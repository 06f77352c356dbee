// Copyright 2025 Google LLC
//
// Licensed under the Apache License, Version 2.0 (the "License");
// you may not use this file except in compliance with the License.
// You may obtain a copy of the License at
//
//     https://www.apache.org/licenses/LICENSE-2.0
//
// Unless required by applicable law or agreed to in writing, software
// distributed under the License is distributed on an "AS IS" BASIS,
// WITHOUT WARRANTIES OR CONDITIONS OF ANY KIND, either express or implied.
// See the License for the specific language governing permissions and
// limitations under the License.

use super::args::Command;
use gcpps::client::Client;
use gcpps::event::SubscribeEvent;
use gcpps::model::OutgoingMessage;
use std::io::Write;
use tokio_util::sync::CancellationToken;

/// Runs `command`, writing its output to `out`.
pub async fn run<W: Write>(
    command: Command,
    client: &Client,
    out: &mut W,
    cancel: CancellationToken,
) -> anyhow::Result<()> {
    match command {
        Command::Publish {
            project,
            topic,
            data,
            content_type,
        } => {
            writeln!(out, "publishing to project {project} on topic {topic}: {data}")?;
            let message = OutgoingMessage::new(data).set_content_type(content_type);
            let id = client.publish(&topic, message, cancel).await?;
            writeln!(out, "published message successfully with id {id}")?;
        }
        Command::Drain {
            project,
            subscription,
        } => {
            writeln!(
                out,
                "draining from project {project} on subscription {subscription}"
            )?;
            client.drain(&subscription, cancel).await?;
            writeln!(out, "drained messages successfully")?;
        }
        Command::Subscribe {
            topic,
            subscription,
            ..
        } => subscribe(client, &topic, &subscription, out, cancel).await?,
        Command::Topics { .. } => {
            for name in client.list_topics(cancel).await? {
                writeln!(out, "{name}")?;
            }
        }
        Command::Subscriptions { topic, .. } => {
            for name in client.list_subscriptions(&topic, cancel).await? {
                writeln!(out, "{name}")?;
            }
        }
    }
    Ok(())
}

/// Prints messages until the subscription stops.
///
/// Stopping because `cancel` fired is not an error.
async fn subscribe<W: Write>(
    client: &Client,
    topic: &str,
    subscription: &str,
    out: &mut W,
    cancel: CancellationToken,
) -> anyhow::Result<()> {
    let mut events = client.subscribe(topic, subscription, cancel).await?;
    let mut result = Ok(());
    while let Some(event) = events.next().await {
        match event {
            SubscribeEvent::Message(m) => {
                writeln!(out, "{}: {}", m.id, String::from_utf8_lossy(&m.data))?;
                out.flush()?;
            }
            SubscribeEvent::Error(e) if e.is_cancelled() => {
                tracing::info!("subscription cancelled");
            }
            SubscribeEvent::Error(e) => result = Err(e.into()),
        }
    }
    result
}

What you need to do
In this exercise, reproduce the material word for word, in full.

Answer space
repository 06f77352c356dbee
// Copyright 2025 Google LLC
//
// Licensed under the Apache License, Version 2.0 (the "License");
// you may not use this file except in compliance with the License.
// You may obtain a copy of the License at
//
//     https://www.apache.org/licenses/LICENSE-2.0
//
// Unless required by applicable law or agreed to in writing, software
// distributed under the License is distributed on an "AS IS" BASIS,
// WITHOUT WARRANTIES OR CONDITIONS OF ANY KIND, either express or implied.
// See the License for the specific language governing permissions and
// limitations under the License.

use super::args::Command;
use gcpps::client::Client;
use gcpps::event::SubscribeEvent;
use gcpps::model::OutgoingMessage;
use std::io::Write;
use tokio_util::sync::CancellationToken;

/// Runs `command`, writing its output to `out`.
pub async fn run<W: Write>(
    command: Command,
    client: &Client,
    out: &mut W,
    cancel: CancellationToken,
) -> anyhow::Result<()> {
    match command {
        Command::Publish {
            project,
            topic,
            data,
            content_type,
        } => {
            writeln!(out, "publishing to project {project} on topic {topic}: {data}")?;
            let message = OutgoingMessage::new(data).set_content_type(content_type);
            let id = client.publish(&topic, message, cancel).await?;
            writeln!(out, "published message successfully with id {id}")?;
        }
        Command::Drain {
            project,
            subscription,
        } => {
            writeln!(
                out,
                "draining from project {project} on subscription {subscription}"
            )?;
            client.drain(&subscription, cancel).await?;
            writeln!(out, "drained messages successfully")?;
        }
        Command::Subscribe {
            topic,
            subscription,
            ..
        } => subscribe(client, &topic, &subscription, out, cancel).await?,
        Command::Topics { .. } => {
            for name in client.list_topics(cancel).await? {
                writeln!(out, "{name}")?;
            }
        }
        Command::Subscriptions { topic, .. } => {
            for name in client.list_subscriptions(&topic, cancel).await? {
                writeln!(out, "{name}")?;
            }
        }
    }
    Ok(())
}

/// Prints messages until the subscription stops.
///
/// Stopping because `cancel` fired is not an error.
async fn subscribe<W: Write>(
    client: &Client,
    topic: &str,
    subscription: &str,
    out: &mut W,
    cancel: CancellationToken,
) -> anyhow::Result<()> {
    let mut events = client.subscribe(topic, subscription, cancel).await?;
    let mut result = Ok(());
    while let Some(event) = events.next().await {
        match event {
            SubscribeEvent::Message(m) => {
                writeln!(out, "{}: {}", m.id, String::from_utf8_lossy(&m.data))?;
                out.flush()?;
            }
            SubscribeEvent::Error(e) if e.is_cancelled() => {
                tracing::info!("subscription cancelled");
            }
            SubscribeEvent::Error(e) => result = Err(e.into()),
        }
    }
    result
}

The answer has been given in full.